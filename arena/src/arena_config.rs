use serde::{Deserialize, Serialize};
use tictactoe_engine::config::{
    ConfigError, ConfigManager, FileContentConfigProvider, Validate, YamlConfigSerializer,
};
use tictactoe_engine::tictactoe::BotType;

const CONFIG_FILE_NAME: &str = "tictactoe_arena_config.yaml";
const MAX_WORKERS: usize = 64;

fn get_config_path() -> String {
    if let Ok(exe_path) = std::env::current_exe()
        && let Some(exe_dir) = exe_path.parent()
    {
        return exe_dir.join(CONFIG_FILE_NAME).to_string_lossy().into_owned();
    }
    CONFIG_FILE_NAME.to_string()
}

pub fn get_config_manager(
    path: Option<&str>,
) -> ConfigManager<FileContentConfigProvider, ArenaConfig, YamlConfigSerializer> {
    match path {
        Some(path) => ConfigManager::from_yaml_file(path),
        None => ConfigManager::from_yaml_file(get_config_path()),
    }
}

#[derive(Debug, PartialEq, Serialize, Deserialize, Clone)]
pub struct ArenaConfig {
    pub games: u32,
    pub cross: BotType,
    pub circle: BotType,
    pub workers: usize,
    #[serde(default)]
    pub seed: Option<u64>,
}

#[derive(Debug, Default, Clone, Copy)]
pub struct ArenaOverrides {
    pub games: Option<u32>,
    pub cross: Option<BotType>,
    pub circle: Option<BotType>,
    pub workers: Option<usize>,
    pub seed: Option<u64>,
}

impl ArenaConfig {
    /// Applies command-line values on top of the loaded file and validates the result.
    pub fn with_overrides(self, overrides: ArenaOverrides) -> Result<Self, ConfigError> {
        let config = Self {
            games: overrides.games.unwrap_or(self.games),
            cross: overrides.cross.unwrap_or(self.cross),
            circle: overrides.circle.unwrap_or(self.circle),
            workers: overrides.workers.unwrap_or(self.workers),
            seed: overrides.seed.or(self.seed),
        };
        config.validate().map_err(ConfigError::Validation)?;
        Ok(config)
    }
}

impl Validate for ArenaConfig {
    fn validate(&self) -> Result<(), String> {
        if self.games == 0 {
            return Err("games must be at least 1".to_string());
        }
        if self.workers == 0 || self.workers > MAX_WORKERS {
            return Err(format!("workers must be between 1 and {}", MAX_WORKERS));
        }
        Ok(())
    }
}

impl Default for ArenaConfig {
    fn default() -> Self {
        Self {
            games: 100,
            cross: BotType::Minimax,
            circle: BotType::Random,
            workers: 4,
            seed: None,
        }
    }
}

+ + +

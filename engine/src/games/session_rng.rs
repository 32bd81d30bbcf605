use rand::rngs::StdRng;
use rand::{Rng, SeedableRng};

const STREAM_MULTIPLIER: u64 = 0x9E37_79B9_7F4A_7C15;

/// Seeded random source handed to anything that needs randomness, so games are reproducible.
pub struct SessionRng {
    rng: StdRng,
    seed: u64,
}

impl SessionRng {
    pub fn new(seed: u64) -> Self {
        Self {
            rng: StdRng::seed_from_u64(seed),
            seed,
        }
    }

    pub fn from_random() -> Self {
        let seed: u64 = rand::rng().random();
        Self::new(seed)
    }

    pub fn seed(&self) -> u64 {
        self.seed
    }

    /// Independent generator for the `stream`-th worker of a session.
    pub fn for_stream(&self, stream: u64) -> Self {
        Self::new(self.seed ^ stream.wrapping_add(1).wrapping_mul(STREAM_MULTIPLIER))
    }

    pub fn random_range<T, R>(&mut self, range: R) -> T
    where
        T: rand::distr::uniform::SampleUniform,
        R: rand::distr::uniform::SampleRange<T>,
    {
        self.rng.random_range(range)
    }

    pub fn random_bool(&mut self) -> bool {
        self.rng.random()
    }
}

+ + +

When you reach the line containing "filename arena/src/arena_config.rs" in the data above, start copying exactly, and stop after the line containing "use tictactoe_engine::tictactoe::BotType;".

filename arena/src/arena_config.rs
use serde::{Deserialize, Serialize};
use tictactoe_engine::config::{
    ConfigError, ConfigManager, FileContentConfigProvider, Validate, YamlConfigSerializer,
};
use tictactoe_engine::tictactoe::BotType;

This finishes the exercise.